Ballymore’s Manchester tower set for €32m sell off
Peter Flanagan SEAN Mulryan’s Ballymore is set to sell off a development site in Manchester that had been earmarked for the tallest residential tower in Europe.
The firm has hired CBRE to bring in bids of around £25m (€32m) for the site beside Piccadilly Station in the heart of the city.
Piccadilly Central as the project is known, has been in the works for more than a decade. The venture was originally a joint venture between two firms but Ballymore took it over earlier in 2007.
The company began preliminary work on the site but the project was then shelved during the financial crisis.
The plans called for a 60 storey, 616 foot tall apartment tower - making it the biggest building outside London and at the time of its announcement the tallest residential building in Europe.
As well as that tower, the three acre site has full planning permission for two adjoining blocks rising to six and 16 storeys and a separate 220-bedroom hotel.
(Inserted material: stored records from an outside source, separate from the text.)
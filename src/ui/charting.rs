use crate::{classifier::GOOD_THRESHOLD, time_series::TimingPoint};

/// X bound (last tap index) and symmetric Y bound (ms) for the deviation
/// chart. The Y range never shrinks below the "good" window so a clean
/// session does not get magnified into noise.
pub fn compute_chart_params(points: &[TimingPoint], target_ms: f64) -> (f64, f64) {
    let widest = points
        .iter()
        .map(|p| p.deviation_ms.abs())
        .fold(target_ms * GOOD_THRESHOLD, f64::max);

    let last_tap = match points.last() {
        Some(p) if p.tap > 2.0 => p.tap,
        _ => 3.0,
    };

    (last_tap, widest.ceil())
}

/// Format a simple numeric label consistently
pub fn format_label(val: f64) -> String {
    if (val - val.round()).abs() < f64::EPSILON {
        format!("{}", val.round())
    } else {
        format!("{val:.2}")
    }
}

pub fn format_signed_ms(val: f64) -> String {
    format!("{val:+.0}")
}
According to industry journal Estates Gazette, which first reported the planned sale, if it is built, the property will have the most luxurious flats in the city.
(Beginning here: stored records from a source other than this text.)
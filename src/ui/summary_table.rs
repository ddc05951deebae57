use ratatui::{
    layout::Constraint,
    style::{Color, Modifier, Style},
    widgets::{Cell, Row, Table},
};

use crate::summary::{SessionSummary, StabilityTier, Tendency};

/// Number of rows produced by [`summary_rows`].
pub const ROWS: u16 = 6;

fn percent_color(value: f64) -> Color {
    if value >= 95.0 {
        Color::Green
    } else if value >= 85.0 {
        Color::Yellow
    } else {
        Color::Red
    }
}

fn percent_cell(value: Option<f64>) -> Cell<'static> {
    match value {
        Some(v) => Cell::from(format!("{v:.1}%")).style(Style::default().fg(percent_color(v))),
        None => Cell::from("—"),
    }
}

/// Pure presenter for the summary table rows
pub fn summary_rows(summary: &SessionSummary) -> Vec<Row<'static>> {
    let label = |text: &'static str| Cell::from(text).style(Style::default().add_modifier(Modifier::BOLD));

    let tendency = match summary.tendency {
        Some(t @ Tendency::Balanced) => Cell::from(t.to_string()).style(Style::default().fg(Color::Green)),
        Some(t) => Cell::from(t.to_string()).style(Style::default().fg(Color::Yellow)),
        None => Cell::from("—"),
    };

    let stability = match summary.stability {
        Some(s) => {
            let color = match s.tier {
                StabilityTier::VeryStable => Color::Green,
                StabilityTier::ModeratelyStable => Color::Yellow,
                StabilityTier::Inconsistent => Color::Red,
            };
            Cell::from(format!("{} ({:.0}ms avg change)", s.tier, s.mean_step_ms))
                .style(Style::default().fg(color))
        }
        None => Cell::from("—"),
    };

    vec![
        Row::new(vec![label("Taps"), Cell::from(summary.tap_count.to_string())]),
        Row::new(vec![label("Accuracy"), percent_cell(summary.accuracy)]),
        Row::new(vec![label("Consistency"), percent_cell(summary.consistency)]),
        Row::new(vec![label("Tendency"), tendency]),
        Row::new(vec![label("Stability"), stability]),
        Row::new(vec![
            label("Best run"),
            Cell::from(format!("{} perfect in a row", summary.best_run)),
        ]),
    ]
}

pub fn summary_table(summary: &SessionSummary) -> Table<'static> {
    Table::new(
        summary_rows(summary),
        [Constraint::Length(14), Constraint::Min(10)],
    )
}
Prime values in Manchester are said to be around £450 per sq ft. The price of an average prime two-bedroom flat is £250,000, according to CBRE. As a result, Piccadilly Central is expected to have an end value well above £200m.
CBRE’s Alistair Chapman said the property was “a landmark building in a premium location on the doorstep of one of the busiest transport interchanges in the North, making it one of the most high-profile prime residential development opportunities in the city.”
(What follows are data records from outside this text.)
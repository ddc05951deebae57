/// Controller gains applied to the tap-interval error.
#[derive(Debug, Clone, Copy, PartialEq)]
pub struct PidGains {
    pub kp: f64,
    pub ki: f64,
    pub kd: f64,
}

impl Default for PidGains {
    fn default() -> Self {
        Self {
            kp: 1.0,
            ki: 0.3,
            kd: 0.5,
        }
    }
}

/// Weighted error terms for one interval, in milliseconds.
#[derive(Debug, Clone, Copy, Default, PartialEq)]
pub struct PidTerms {
    pub p: f64,
    pub i: f64,
    pub d: f64,
    pub total: f64,
}

/// Signed error of an interval: positive when late (dragging), negative when
/// early (rushing).
pub fn signed_error(interval_ms: f64, target_ms: f64) -> f64 {
    interval_ms - target_ms
}

/// Proportional/integral/derivative analysis of tap timing.
///
/// The integral is a plain running sum with no clamping or decay; it only
/// returns to zero on [`PidEstimator::reset`]. Each call to
/// [`PidEstimator::update`] is a state transition and must happen exactly
/// once per completed interval. Use [`PidEstimator::peek`] for repeated reads.
#[derive(Debug, Clone, Default)]
pub struct PidEstimator {
    gains: PidGains,
    error_integral: f64,
    previous_error: f64,
    last: PidTerms,
}

impl PidEstimator {
    pub fn new(gains: PidGains) -> Self {
        Self {
            gains,
            ..Self::default()
        }
    }

    pub fn update(&mut self, error: f64) -> PidTerms {
        self.error_integral += error;

        let p = error * self.gains.kp;
        let i = self.error_integral * self.gains.ki;
        let d = (error - self.previous_error) * self.gains.kd;
        self.previous_error = error;

        self.last = PidTerms {
            p,
            i,
            d,
            total: p + i + d,
        };
        self.last
    }

    /// Terms produced by the latest update, or all zero before the first.
    pub fn peek(&self) -> PidTerms {
        self.last
    }

    pub fn error_integral(&self) -> f64 {
        self.error_integral
    }

    pub fn previous_error(&self) -> f64 {
        self.previous_error
    }

    pub fn gains(&self) -> PidGains {
        self.gains
    }

    pub fn reset(&mut self) {
        self.error_integral = 0.0;
        self.previous_error = 0.0;
        self.last = PidTerms::default();
    }
}

#[cfg(test)]
mod tests {
    use super::*;

    #[test]
    fn test_default_gains() {
        let gains = PidGains::default();
        assert_eq!(gains.kp, 1.0);
        assert_eq!(gains.ki, 0.3);
        assert_eq!(gains.kd, 0.5);
    }

    #[test]
    fn test_signed_error_direction() {
        assert_eq!(signed_error(520.0, 500.0), 20.0);
        assert_eq!(signed_error(480.0, 500.0), -20.0);
        assert_eq!(signed_error(500.0, 500.0), 0.0);
    }

    #[test]
    fn test_peek_before_update_is_zero() {
        let pid = PidEstimator::default();
        assert_eq!(pid.peek(), PidTerms::default());
    }

    #[test]
    fn test_first_update() {
        let mut pid = PidEstimator::default();
        let terms = pid.update(-20.0);

        assert_eq!(terms.p, -20.0);
        assert_eq!(terms.i, -6.0);
        assert_eq!(terms.d, -10.0);
        assert_eq!(terms.total, -36.0);
        assert_eq!(pid.previous_error(), -20.0);
    }

    #[test]
    fn test_derivative_uses_previous_error() {
        let mut pid = PidEstimator::default();
        pid.update(0.0);
        let terms = pid.update(-60.0);
        assert_eq!(terms.d, -30.0);

        let terms = pid.update(-60.0);
        assert_eq!(terms.d, 0.0);
    }

    #[test]
    fn test_integral_accumulates_without_bound() {
        let mut pid = PidEstimator::default();
        let mut previous = 0.0;
        for _ in 0..100 {
            let terms = pid.update(-20.0);
            assert!(terms.i < previous);
            previous = terms.i;
        }
        assert_eq!(pid.error_integral(), -2000.0);
    }

    #[test]
    fn test_peek_does_not_accumulate() {
        let mut pid = PidEstimator::default();
        let terms = pid.update(10.0);
        assert_eq!(pid.peek(), terms);
        assert_eq!(pid.peek(), terms);
        assert_eq!(pid.error_integral(), 10.0);
    }

    #[test]
    fn test_reset_zeroes_state() {
        let mut pid = PidEstimator::default();
        pid.update(35.0);
        pid.update(12.0);
        pid.reset();

        assert_eq!(pid.error_integral(), 0.0);
        assert_eq!(pid.previous_error(), 0.0);
        assert_eq!(pid.peek(), PidTerms::default());
    }

    #[test]
    fn test_custom_gains() {
        let mut pid = PidEstimator::new(PidGains {
            kp: 2.0,
            ki: 0.0,
            kd: 0.0,
        });
        let terms = pid.update(5.0);
        assert_eq!(terms.total, 10.0);
        assert_eq!(pid.gains().kp, 2.0);
    }
}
Ballymore declined to comment on the planned sale.
The company has been active in the regions around Englad in recent months.
In March, the company secured €250m in funding from UK investment group M&G Real Estate to fund the construction of Three Snowhill, a 420,000 square foot office development in Birmingham city centre.
The Snowhill area of the West Midlands city has been dubbed Birmingham’s Canary Wharf. Three Snowhill consists of 385,000 square feet of office space and 35,000 square feet of retail and leisure, housing nearly 4,000 workers.
The group sold off the other two buildings with One Snowhill now owned by Union Investments Real Estate of Germany and Two Snowhill owned by M&G.
Closer to home, Ballymore is currently involved in several large developments in the UK and Ireland as well as house-building in Ireland.
It is developing sites at North Wall Quay in Dublin’s docklands, dubbed ‘Project Wave’, in conjunction with Singapore’s Oxley.
Debts connected to the group were taken over by Nama in 2010. It has not yet left Nama but is in the final stages of a planned exit.
Nama retains some control of its Irish residential projects but the majority of its large scale projects fall outside of Nama.